Compression artifacts occur in many common media such as DVDs, common computer file formats such as JPEG, MP3, or MPEG files, and some alternatives to the compact disc, such as Sony's MiniDisc format. Uncompressed media (such as on Laserdiscs, Audio CDs, and WAV files) or losslessly compressed media (such as FLAC or PNG) do not suffer from compression artifacts.
The minimization of perceivable artifacts is a key goal in implementing a lossy compression algorithm. However, artifacts are occasionally intentionally produced for artistic purposes, a style known as glitch art or datamoshing.
Technically speaking, a compression artifact is a particular class of data error that is usually the consequence of quantization in lossy data compression. Where transform coding is used, they typically assume the form of one of the basis functions of the coder's transform space.
When performing block-based coding for quantization, as in JPEG-compressed images, several types of artifacts can appear.
Other lossy algorithms, which use pattern matching to deduplicate similar symbols, are prone to introducing hard to detect errors in printed text. For example the numbers "6" and "8" may get replaced. This has been observed to happen with JBIG2 in certain photocopier machines.
Various approaches have been proposed to reduce image compression effects, but to use standardized compression/decompression techniques and retain the benefits of compression (for instance, lower transmission and storage costs), many of these methods focus on "post-processing"—that is, processing images when received or viewed. No post-processing technique has been shown to improve image quality in all cases; consequently, none has garnered widespread acceptance, though some have been implemented and are in use in proprietary systems. Many photo editing programs, for instance, have proprietary JPEG artifact reduction algorithms built-in.

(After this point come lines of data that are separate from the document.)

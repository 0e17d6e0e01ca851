//! A single language's content: a span tree plus form-level annotations.

use smol_str::SmolStr;

use crate::model::Annotation;
use crate::text::span::Span;

/// One language's textual content within a [`MultiText`](crate::text::MultiText).
///
/// The body is a span tree whose root is an attribute-less interior node;
/// annotations attach to the form as a whole, not to individual spans.
#[derive(Debug, Clone, PartialEq)]
pub struct Form {
    lang: SmolStr,
    root: Span,
    annotations: Vec<Annotation>,
}

impl Form {
    /// Create an empty form for the given language.
    pub fn new(lang: impl Into<SmolStr>) -> Self {
        Self {
            lang: lang.into(),
            root: Span::node(),
            annotations: Vec::new(),
        }
    }

    /// Create a form whose body is a single text leaf.
    pub fn with_text(lang: impl Into<SmolStr>, text: impl Into<String>) -> Self {
        let mut form = Self::new(lang);
        // The root is a fresh interior node, so this cannot fail.
        let _ = form.root.push_child(Span::text(text));
        form
    }

    pub fn lang(&self) -> &str {
        &self.lang
    }

    /// The root of the span tree (an interior node).
    pub fn root(&self) -> &Span {
        &self.root
    }

    pub fn root_mut(&mut self) -> &mut Span {
        &mut self.root
    }

    pub(crate) fn from_parts(lang: SmolStr, root: Span, annotations: Vec<Annotation>) -> Self {
        Self {
            lang,
            root,
            annotations,
        }
    }

    /// True if the form has no text content at all.
    pub fn is_empty(&self) -> bool {
        self.root.children().is_empty()
    }

    /// Plain text rendering: all span markup stripped.
    pub fn text(&self) -> String {
        self.root.to_plain()
    }

    /// Markup rendering: nested spans reconstructed, XML-escaped.
    pub fn markup(&self) -> String {
        self.root.inner_markup()
    }

    pub fn annotations(&self) -> &[Annotation] {
        &self.annotations
    }

    pub fn add_annotation(&mut self, annotation: Annotation) {
        self.annotations.push(annotation);
    }
}

#[cfg(test)]
mod tests {
    use super::*;

    #[test]
    fn with_text_round_trips() {
        let form = Form::with_text("en", "cat");
        assert_eq!(form.lang(), "en");
        assert_eq!(form.text(), "cat");
        assert_eq!(form.markup(), "cat");
        assert!(!form.is_empty());
    }

    #[test]
    fn empty_form() {
        let form = Form::new("seh");
        assert!(form.is_empty());
        assert_eq!(form.text(), "");
    }
}
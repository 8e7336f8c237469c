// SPDX-License-Identifier: Apache-2.0
// © James Ross Ω FLYING•ROBOTS <https://github.com/flyingrobots>

#![allow(missing_docs)]
#![allow(clippy::unwrap_used)]
use std::convert::Infallible;
use std::sync::{Arc, RwLock};

use merge_view::{Arity, MergeError, MergeView, Sequence, Snapshot};

mod common;
use common::{init_tracing, keep_first_flagged, rec, same_id, Calls, Rec};

// ── 1. zero inputs ──────────────────────────────────────────────────────

#[test]
fn zero_sources_is_empty() {
    init_tracing();
    let view = MergeView::take_first(same_id, Vec::<Vec<Rec>>::new());
    assert_eq!(view.len().unwrap(), 0);
    assert!(view.is_empty().unwrap());
    assert_eq!(view.iter().unwrap().count(), 0);
}

// ── 2. single source passes through untouched ───────────────────────────

#[test]
fn single_source_never_calls_strategy() {
    init_tracing();
    let predicate_calls = Calls::default();
    let merge_calls = Calls::default();
    let only = vec![rec(1, "a"), rec(1, "b"), rec(2, "c")];
    let view = MergeView::pairwise(
        |a: &Rec, b: &Rec| {
            predicate_calls.hit();
            same_id(a, b)
        },
        |a: Rec, b: Rec| {
            merge_calls.hit();
            keep_first_flagged(a, b)
        },
        [only.as_slice()],
    );
    let out: Vec<Rec> = view.iter().unwrap().collect();
    assert_eq!(out, only);
    assert_eq!(predicate_calls.get(), 0);
    assert_eq!(merge_calls.get(), 0);
}

// ── 3. two inputs, one match ────────────────────────────────────────────

#[test]
fn two_sources_one_match_orders_by_first_occurrence() {
    init_tracing();
    let left = vec![rec(1, "a"), rec(2, "b")];
    let right = vec![rec(1, "c")];
    let view = MergeView::pairwise(same_id, keep_first_flagged, [&left, &right]);
    assert_eq!(view.len().unwrap(), 2);
    assert_eq!(
        view.at(0).unwrap(),
        Rec {
            id: 1,
            v: "a".to_owned(),
            merged: true
        }
    );
    assert_eq!(view.at(1).unwrap(), rec(2, "b"));
}

// ── 4. chained merge folds left to right ────────────────────────────────

#[test]
fn three_matches_merge_exactly_twice_in_supply_order() {
    init_tracing();
    let calls = RwLock::new(Vec::new());
    let sources = [vec![rec(7, "x")], vec![rec(7, "y")], vec![rec(7, "z")]];
    let view = MergeView::pairwise(
        same_id,
        |acc: Rec, next: Rec| {
            calls
                .write()
                .unwrap()
                .push((acc.v.clone(), next.v.clone()));
            Rec {
                v: format!("{}{}", acc.v, next.v),
                ..acc
            }
        },
        &sources,
    );
    assert_eq!(view.at(0).unwrap().v, "xyz");
    assert_eq!(
        *calls.read().unwrap(),
        vec![
            ("x".to_owned(), "y".to_owned()),
            ("xy".to_owned(), "z".to_owned())
        ]
    );
}

// ── 5. take-first vs take-last ──────────────────────────────────────────

#[test]
fn take_first_and_take_last_pick_by_supply_order() {
    init_tracing();
    let earlier = vec![rec(1, "a"), rec(2, "b")];
    let later = vec![rec(1, "c")];

    let first = MergeView::take_first(same_id, [&earlier, &later]);
    let last = MergeView::take_last(same_id, [&earlier, &later]);

    assert_eq!(first.at(0).unwrap(), rec(1, "a"));
    assert_eq!(last.at(0).unwrap(), rec(1, "c"));
    assert_eq!(first.at(1).unwrap(), last.at(1).unwrap());
}

// ── 6. cache stability and invalidation ─────────────────────────────────

#[test]
fn cache_ignores_mutation_until_invalidated() {
    init_tracing();
    let left = Arc::new(RwLock::new(vec![rec(1, "a")]));
    let right = Arc::new(RwLock::new(vec![rec(2, "b")]));
    let view = MergeView::take_last(same_id, [Arc::clone(&left), Arc::clone(&right)]);

    let before = view.snapshot().unwrap();
    right.write().unwrap().push(rec(1, "z"));

    let again = view.snapshot().unwrap();
    assert!(Snapshot::ptr_eq(&before, &again));
    assert_eq!(view.len().unwrap(), 2);
    assert_eq!(view.at(0).unwrap(), rec(1, "a"));

    view.invalidate();
    let after = view.snapshot().unwrap();
    assert!(!Snapshot::ptr_eq(&before, &after));
    assert_eq!(after.as_slice(), &[rec(1, "z"), rec(2, "b")]);
    // The old snapshot is still readable.
    assert_eq!(before.as_slice(), &[rec(1, "a"), rec(2, "b")]);
}

#[test]
fn iteration_is_restartable_over_one_materialization() {
    init_tracing();
    let merges = Calls::default();
    let view = MergeView::pairwise(
        same_id,
        |a: Rec, b: Rec| {
            merges.hit();
            keep_first_flagged(a, b)
        },
        [vec![rec(1, "a")], vec![rec(1, "b"), rec(3, "c")]],
    );
    let first: Vec<Rec> = view.iter().unwrap().collect();
    let second: Vec<Rec> = view.iter().unwrap().collect();
    assert_eq!(first, second);
    assert_eq!(merges.get(), 1);
}

// ── 7. out-of-range access ──────────────────────────────────────────────

#[test]
fn negative_and_past_end_indices_are_rejected() {
    init_tracing();
    let view = MergeView::take_first(same_id, [vec![rec(1, "a")], vec![rec(2, "b")]]);
    let len = view.len().unwrap();

    assert_eq!(
        view.at(-1).unwrap_err(),
        MergeError::IndexOutOfRange { index: -1, len: 2 }
    );
    assert_eq!(
        view.at(len).unwrap_err(),
        MergeError::IndexOutOfRange { index: 2, len: 2 }
    );
    assert!(view.at(len - 1).is_ok());
    assert_eq!(
        view.at(-1_i64).unwrap_err().to_string(),
        "[MERGE_INDEX_OUT_OF_RANGE] index -1 outside merged view of length 2"
    );
}

// ── 8. idempotent invalidation ──────────────────────────────────────────

#[test]
fn invalidating_cold_view_is_noop() {
    init_tracing();
    let view = MergeView::take_first(same_id, [vec![rec(1, "a")]]);
    view.invalidate();
    view.invalidate();
    assert!(!view.is_materialized());
    assert_eq!(view.len().unwrap(), 1);
    view.invalidate();
    view.invalidate();
    assert!(!view.is_materialized());
}

// ── 9. propagated strategy failures are not cached ──────────────────────

#[derive(Debug, Clone, PartialEq, Eq)]
struct Conflict(u32);

#[test]
fn strategy_failure_propagates_and_retries() {
    init_tracing();
    let fail = RwLock::new(true);
    let view = MergeView::try_pairwise(
        |a: &Rec, b: &Rec| Ok(same_id(a, b)),
        |a: Rec, b: Rec| {
            if *fail.read().unwrap() {
                Err(Conflict(a.id))
            } else {
                Ok(Rec { v: b.v, ..a })
            }
        },
        [vec![rec(4, "old")], vec![rec(4, "new")]],
    );

    let err = view.len().unwrap_err();
    assert_eq!(err.into_propagated(), Some(Conflict(4)));
    assert!(!view.is_materialized());

    *fail.write().unwrap() = false;
    assert_eq!(view.at(0).unwrap().v, "new");
    assert!(view.is_materialized());
}

// ── 10. by-key constructors ─────────────────────────────────────────────

#[test]
fn by_key_variants_agree() {
    init_tracing();
    let left = vec![(1u32, 10u32), (2, 20)];
    let right = vec![(2u32, 5u32), (3, 1), (1, 1)];
    let key = |r: &(u32, u32)| r.0;
    let sum = |a: (u32, u32), b: (u32, u32)| (a.0, a.1 + b.1);

    let plain = MergeView::by_key(key, sum, [&left, &right]);
    let with = MergeView::by_key_with(key, |a: &u32, b: &u32| a == b, sum, [&left, &right]);
    let hashed = MergeView::by_key_hashed(key, sum, [&left, &right]);

    let expected = vec![(1, 11), (2, 25), (3, 1)];
    assert_eq!(plain.snapshot().unwrap().as_slice(), expected.as_slice());
    assert_eq!(with.snapshot().unwrap().as_slice(), expected.as_slice());
    assert_eq!(hashed.snapshot().unwrap().as_slice(), expected.as_slice());
}

// ── 11. heterogeneous source shapes ─────────────────────────────────────

#[test]
fn boxed_sources_of_different_shapes_merge() {
    init_tracing();
    let arity: Arity<u8> = [1, 2].into_iter().collect();
    let shared: Arc<[u8]> = Arc::from(vec![2, 3]);
    let sources: Vec<Box<dyn Sequence<u8>>> = vec![
        Box::new(arity),
        Box::new(Arity::One(3u8)),
        Box::new(shared),
        Box::new(Arity::<u8>::Empty),
    ];
    let view = MergeView::take_first(|a: &u8, b: &u8| a == b, sources);
    let out: Vec<u8> = view.iter().unwrap().collect();
    assert_eq!(out, vec![1, 2, 3]);
    assert_eq!(view.source_count(), 4);
}

// ── 12. error display codes ─────────────────────────────────────────────

#[test]
fn error_messages_carry_codes() {
    let invalid: MergeError<Infallible> = MergeError::InvalidArgument("merge function");
    assert_eq!(
        invalid.to_string(),
        "[MERGE_INVALID_ARGUMENT] merge function is required"
    );
    let failed: MergeError<String> = MergeError::Propagated("boom".to_owned());
    assert_eq!(failed.to_string(), "[MERGE_STRATEGY_FAILED] boom");
    assert_eq!(invalid.into_propagated(), None);
}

When motion prediction is used, as in MPEG-1, MPEG-2 or MPEG-4, compression artifacts tend to remain on several generations of decompressed frames, and move with the optic flow of the image, leading to a peculiar effect, part way between a painting effect and "grime" that moves with objects in the scene.

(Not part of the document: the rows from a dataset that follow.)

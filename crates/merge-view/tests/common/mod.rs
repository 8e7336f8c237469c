// SPDX-License-Identifier: Apache-2.0
// © James Ross Ω FLYING•ROBOTS <https://github.com/flyingrobots>
#![allow(dead_code)]

use std::sync::atomic::{AtomicUsize, Ordering};

/// Install a test subscriber once; honours `RUST_LOG`.
pub fn init_tracing() {
    let _ = tracing_subscriber::fmt()
        .with_env_filter(tracing_subscriber::EnvFilter::from_default_env())
        .with_test_writer()
        .try_init();
}

#[derive(Debug, Clone, PartialEq, Eq)]
pub struct Rec {
    pub id: u32,
    pub v: String,
    pub merged: bool,
}

pub fn rec(id: u32, v: &str) -> Rec {
    Rec {
        id,
        v: v.to_owned(),
        merged: false,
    }
}

pub fn same_id(a: &Rec, b: &Rec) -> bool {
    a.id == b.id
}

/// Keep the accumulator's value but flag that a merge happened.
pub fn keep_first_flagged(acc: Rec, _candidate: Rec) -> Rec {
    Rec {
        merged: true,
        ..acc
    }
}

/// Counts invocations across threads.
#[derive(Debug, Default)]
pub struct Calls(AtomicUsize);

impl Calls {
    pub fn hit(&self) {
        self.0.fetch_add(1, Ordering::SeqCst);
    }

    pub fn get(&self) -> usize {
        self.0.load(Ordering::SeqCst)
    }
}
// SPDX-License-Identifier: Apache-2.0
// © James Ross Ω FLYING•ROBOTS <https://github.com/flyingrobots>
//! Validating, dynamically typed construction of a [`MergeView`].

use std::convert::Infallible;
use std::fmt;

use crate::strategy::Pairwise;
use crate::{MergeError, MergeView, Sequence};

/// Boxed equivalence predicate used by [`MergeViewBuilder`].
pub type Predicate<T> = Box<dyn Fn(&T, &T) -> bool + Send + Sync>;

/// Boxed merge function used by [`MergeViewBuilder`].
pub type MergeFn<T> = Box<dyn Fn(T, T) -> T + Send + Sync>;

/// Assembles a [`MergeView`] whose predicate and merge function are decided at
/// runtime.
///
/// Both callbacks are required; [`build`](MergeViewBuilder::build) rejects a
/// builder missing either one before any source is read. Sources are optional
/// and default to none.
///
/// The predicate always sees the running accumulator, so a merge function
/// that keeps the key keeps each class stable.
///
/// ```
/// use merge_view::MergeViewBuilder;
///
/// let view = MergeViewBuilder::new()
///     .key(|n: &i32| n % 3)
///     .merge(|a, b| a.max(b))
///     .source(vec![1, 2, 3])
///     .source(vec![4, 5])
///     .build()
///     .unwrap();
/// assert_eq!(view.iter().unwrap().collect::<Vec<_>>(), vec![4, 5, 3]);
/// ```
pub struct MergeViewBuilder<T, S> {
    should_merge: Option<Predicate<T>>,
    merge: Option<MergeFn<T>>,
    sources: Vec<S>,
}

impl<T, S> MergeViewBuilder<T, S> {
    /// Empty builder: no callbacks, no sources.
    pub fn new() -> Self {
        Self {
            should_merge: None,
            merge: None,
            sources: Vec::new(),
        }
    }

    /// Set the equivalence predicate.
    pub fn should_merge(
        mut self,
        should_merge: impl Fn(&T, &T) -> bool + Send + Sync + 'static,
    ) -> Self {
        self.should_merge = Some(Box::new(should_merge));
        self
    }

    /// Set the merge function.
    pub fn merge(mut self, merge: impl Fn(T, T) -> T + Send + Sync + 'static) -> Self {
        self.merge = Some(Box::new(merge));
        self
    }

    /// Derive the predicate from key equality.
    pub fn key<K: PartialEq>(self, key: impl Fn(&T) -> K + Send + Sync + 'static) -> Self
    where
        T: 'static,
    {
        self.should_merge(move |a, b| key(a) == key(b))
    }

    /// Merge keeps the earliest record of each class.
    pub fn keep_first(self) -> Self
    where
        T: 'static,
    {
        self.merge(|acc, _candidate| acc)
    }

    /// Merge keeps the most recently scanned record of each class.
    pub fn keep_last(self) -> Self
    where
        T: 'static,
    {
        self.merge(|_acc, candidate| candidate)
    }

    /// Append one source after those already supplied.
    pub fn source(mut self, source: S) -> Self {
        self.sources.push(source);
        self
    }

    /// Append several sources, in iteration order.
    pub fn sources(mut self, sources: impl IntoIterator<Item = S>) -> Self {
        self.sources.extend(sources);
        self
    }

    /// Finish construction. Sources are not read.
    ///
    /// # Errors
    ///
    /// Returns [`MergeError::InvalidArgument`] if the predicate or the merge
    /// function was never set.
    pub fn build(
        self,
    ) -> Result<MergeView<T, S, Pairwise<Predicate<T>, MergeFn<T>>>, MergeError<Infallible>>
    where
        S: Sequence<T>,
    {
        let should_merge = self
            .should_merge
            .ok_or(MergeError::InvalidArgument("equivalence predicate"))?;
        let merge = self
            .merge
            .ok_or(MergeError::InvalidArgument("merge function"))?;
        Ok(MergeView::new(Pairwise::new(should_merge, merge), self.sources))
    }
}

impl<T, S> Default for MergeViewBuilder<T, S> {
    fn default() -> Self {
        Self::new()
    }
}

impl<T, S> fmt::Debug for MergeViewBuilder<T, S> {
    fn fmt(&self, f: &mut fmt::Formatter<'_>) -> fmt::Result {
        f.debug_struct("MergeViewBuilder")
            .field("should_merge", &self.should_merge.is_some())
            .field("merge", &self.merge.is_some())
            .field("sources", &self.sources.len())
            .finish()
    }
}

Data errors in the compressed bit-stream can lead to errors similar to large quantization errors, or can disrupt the parsing of the data stream entirely for a short time, leading to "break-up" of the picture. Where gross errors have occurred in the bit-stream, decoders continue to apply updates to the damaged picture for a short interval, creating a "ghost image" effect, until receiving the next independently compressed frame. In MPEG picture coding, these are known as "I-frames", with the 'I' standing for "intra".
Video compression artifacts include cumulative results of compression of the comprising still images, for instance ringing or other edge busyness in successive still images appear in sequence as a shimmering blur of dots around edges, called mosquito noise, as they resemble mosquitoes swarming around the object.
Lossy audio compression typically works with a psychoacoustic model—a model of human hearing perception. Lossy audio formats typically involve the use of a time/frequency domain transform, such as a modified discrete cosine transform. With the psychoacoustic model, masking effects such as frequency masking and temporal masking are exploited, so that sounds that should be imperceptible are not recorded. For example, in general, human beings are unable to perceive a quiet tone played simultaneously with a similar but louder tone. A lossy compression technique might identify this quiet tone and attempt to remove it. Also, quantization noise can be "hidden" where they would be masked by more prominent sounds. With low compression, a conservative psy-model is used with small block sizes.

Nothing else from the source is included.